Every time I happen to read a new Best Horror of the Year compiled by Ellen Datlow, I can’t help but admire her for the tremendous amount of work taking place behind the publication.

She’s obviously spending an enormous portion of her time by browsing, examining, and finally choosing among the huge load of stories that appeared, during the previous year, in countless genre magazines, fanzines, websites, and of course, books (both collections and anthologies).

In addition to what she deems to be the best annual short fiction in the horror genre, she’s always providing an invaluable summation of what noteworthy books have been published (novels and non-fiction included).

The present volume assembles twenty-six short stories or novelettes penned by authors from the USA, the UK, Canada, Australia, Europe.
Among this veritable feast of horror short fiction, I will pinpoint my “magnificent eight.”

“I Remember Nothing” by Anne Billson is an unbelievably weird, horrific tale featuring a man and a woman waking up, feeble and confused, in the middle of an unspeakable nightmare, while “The Donner Party” by Dale Bailey is a “comte cruel” which showcases the author’s uncanny storytelling ability in depicting how a delicious, peculiar but disreputable dish can become the hallmark of social rank.

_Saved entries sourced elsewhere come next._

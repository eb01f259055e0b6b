//! Endpoint fetching
//!
//! [`EndpointFetcher`] performs one bounded GET per endpoint and records
//! the outcome in the [`EndpointCache`]. The HTTP call itself sits behind
//! [`ModelTransport`] so the aggregation logic can run against scripted
//! transports in tests.

use crate::cache::{EndpointCache, EndpointStatus};
use crate::config::Endpoint;
use crate::error::{FetchError, Result};
use crate::model::RegistryModel;
use async_trait::async_trait;
use serde_json::Value;
use std::sync::Arc;
use std::time::Duration;
use tokio::time::Instant;
use tracing::{debug, info, warn};

/// Fetches a model document from a URL
#[async_trait]
pub trait ModelTransport: Send + Sync {
    /// GET `url` and return its JSON body. `Ok(None)` means the server
    /// answered successfully with an empty or `null` body.
    async fn get_json(&self, url: &str) -> std::result::Result<Option<Value>, FetchError>;
}

/// reqwest-backed transport
pub struct HttpTransport {
    http_client: reqwest::Client,
}

impl HttpTransport {
    pub fn new() -> Result<Self> {
        let http_client = reqwest::Client::builder()
            .user_agent(concat!("xregistry-model/", env!("CARGO_PKG_VERSION")))
            .build()?;
        Ok(Self { http_client })
    }

    /// Use an existing client (shared connection pool, proxies, ...)
    pub fn with_client(http_client: reqwest::Client) -> Self {
        Self { http_client }
    }
}

#[async_trait]
impl ModelTransport for HttpTransport {
    async fn get_json(&self, url: &str) -> std::result::Result<Option<Value>, FetchError> {
        let response = self
            .http_client
            .get(url)
            .header(reqwest::header::ACCEPT, "application/json")
            .send()
            .await
            .map_err(|e| FetchError::network(e.to_string()))?;

        let status = response.status();
        if !status.is_success() {
            return Err(FetchError::http(
                status.as_u16(),
                status.canonical_reason().unwrap_or("Unknown Error"),
            ));
        }

        let body = response
            .bytes()
            .await
            .map_err(|e| FetchError::network(e.to_string()))?;

        if body.iter().all(u8::is_ascii_whitespace) {
            return Ok(None);
        }

        let value: Value = serde_json::from_slice(&body)
            .map_err(|e| FetchError::InvalidModel(e.to_string()))?;
        Ok(match value {
            Value::Null => None,
            value => Some(value),
        })
    }
}

/// Loads one endpoint's model with a hard deadline
pub struct EndpointFetcher {
    transport: Arc<dyn ModelTransport>,
    cache: Arc<EndpointCache>,
    timeout: Duration,
}

impl EndpointFetcher {
    pub fn new(
        transport: Arc<dyn ModelTransport>,
        cache: Arc<EndpointCache>,
        timeout: Duration,
    ) -> Self {
        Self {
            transport,
            cache,
            timeout,
        }
    }

    /// Fetch the endpoint and record exactly one terminal status for it.
    ///
    /// The status is returned even when a cache clear raced with the fetch
    /// and the write was dropped.
    pub async fn fetch(&self, endpoint: &Endpoint) -> EndpointStatus {
        let generation = self.cache.generation().await;
        self.cache
            .set_if_current(&endpoint.key, EndpointStatus::loading(), generation)
            .await;

        debug!("Fetching {:?} model from {}", endpoint.kind, endpoint.url);
        let started = Instant::now();
        let timeout_ms = self.timeout.as_millis() as u64;

        let request = self.transport.get_json(&endpoint.url);
        let status = match tokio::time::timeout(self.timeout, request).await {
            Err(_) => {
                warn!("Model fetch from {} timed out after {}ms", endpoint.url, timeout_ms);
                EndpointStatus::timeout(FetchError::Timeout(timeout_ms).to_string(), timeout_ms)
            }
            Ok(result) => {
                let elapsed_ms = started.elapsed().as_millis() as u64;
                match result.and_then(parse_model) {
                    Ok(model) => {
                        info!(
                            "Loaded model from {} in {}ms ({} group types)",
                            endpoint.url,
                            elapsed_ms,
                            model.groups.len()
                        );
                        EndpointStatus::success(model, elapsed_ms)
                    }
                    Err(e) => {
                        warn!("Failed to load model from {}: {}", endpoint.url, e);
                        EndpointStatus::failed(e.to_string(), elapsed_ms)
                    }
                }
            }
        };

        self.cache
            .set_if_current(&endpoint.key, status.clone(), generation)
            .await;
        status
    }
}

fn parse_model(body: Option<Value>) -> std::result::Result<RegistryModel, FetchError> {
    let value = body.ok_or(FetchError::EmptyModel)?;
    RegistryModel::from_value(value).map_err(|e| FetchError::InvalidModel(e.to_string()))
}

Ray Cluley provides “Painted Wolves,” an excellent, insightful piece blending African wilderness (filmed by a TV crew) and human wickedness, and Joe Hill provides the tense, splendid “You Are Released,” about a civilian airplane caught in the middle of a possible nuclear war.

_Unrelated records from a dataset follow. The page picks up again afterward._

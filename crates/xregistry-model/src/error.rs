//! Error types for the model aggregator

use thiserror::Error;

/// Outcome of a failed endpoint fetch.
///
/// These never reach callers of the aggregation operations; they are
/// recorded as the terminal status of the endpoint in the
/// [`EndpointCache`](crate::cache::EndpointCache).
#[derive(Error, Debug, Clone, PartialEq, Eq)]
pub enum FetchError {
    #[error("Empty model")]
    EmptyModel,

    #[error("Timeout after {0}ms")]
    Timeout(u64),

    #[error("HTTP {status}: {status_text}")]
    Http { status: u16, status_text: String },

    #[error("Invalid model document: {0}")]
    InvalidModel(String),
}

impl FetchError {
    /// Create an HTTP error
    pub fn http(status: u16, status_text: impl Into<String>) -> Self {
        FetchError::Http {
            status,
            status_text: status_text.into(),
        }
    }

    /// Network failure with no response; reported as status 0
    pub fn network(msg: impl Into<String>) -> Self {
        FetchError::http(0, msg)
    }
}

/// Main error type for configuration and service setup
#[derive(Error, Debug)]
pub enum Error {
    #[error("Configuration error: {0}")]
    Config(String),

    #[error("HTTP client error: {0}")]
    Client(#[from] reqwest::Error),

    #[error("IO error: {0}")]
    Io(#[from] std::io::Error),
}

/// Result type alias using our Error type
pub type Result<T> = std::result::Result<T, Error>;

impl From<anyhow::Error> for Error {
    fn from(err: anyhow::Error) -> Self {
        Error::Config(format!("{:#}", err))
    }
}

In “White Mare,” a disquieting tale with an extremely disturbing ending, Thana Niveau portrays the unusual Halloween traditions of a British village and their consequences on an unwanted American family, while in the superb “Shit Happens,” Michael Marshall Smith describes the unexpected havoc aboard a ship turned into a conference venue, when a mysterious waterborne disease makes people go crazy.

Adam Troy-Castro contributes “Red Rain,” a breathtaking apocalyptic story. Indeed, an intoxicating concentrate of pure, meaningless horror.

Orrin Grey’s “No Exit” is a perceptive tale investigating the true nature of a forgotten massacre of a class of kids riding a school bus and of the horrible deaths suffered by their murderers.

Once again, a book no horror fan should miss.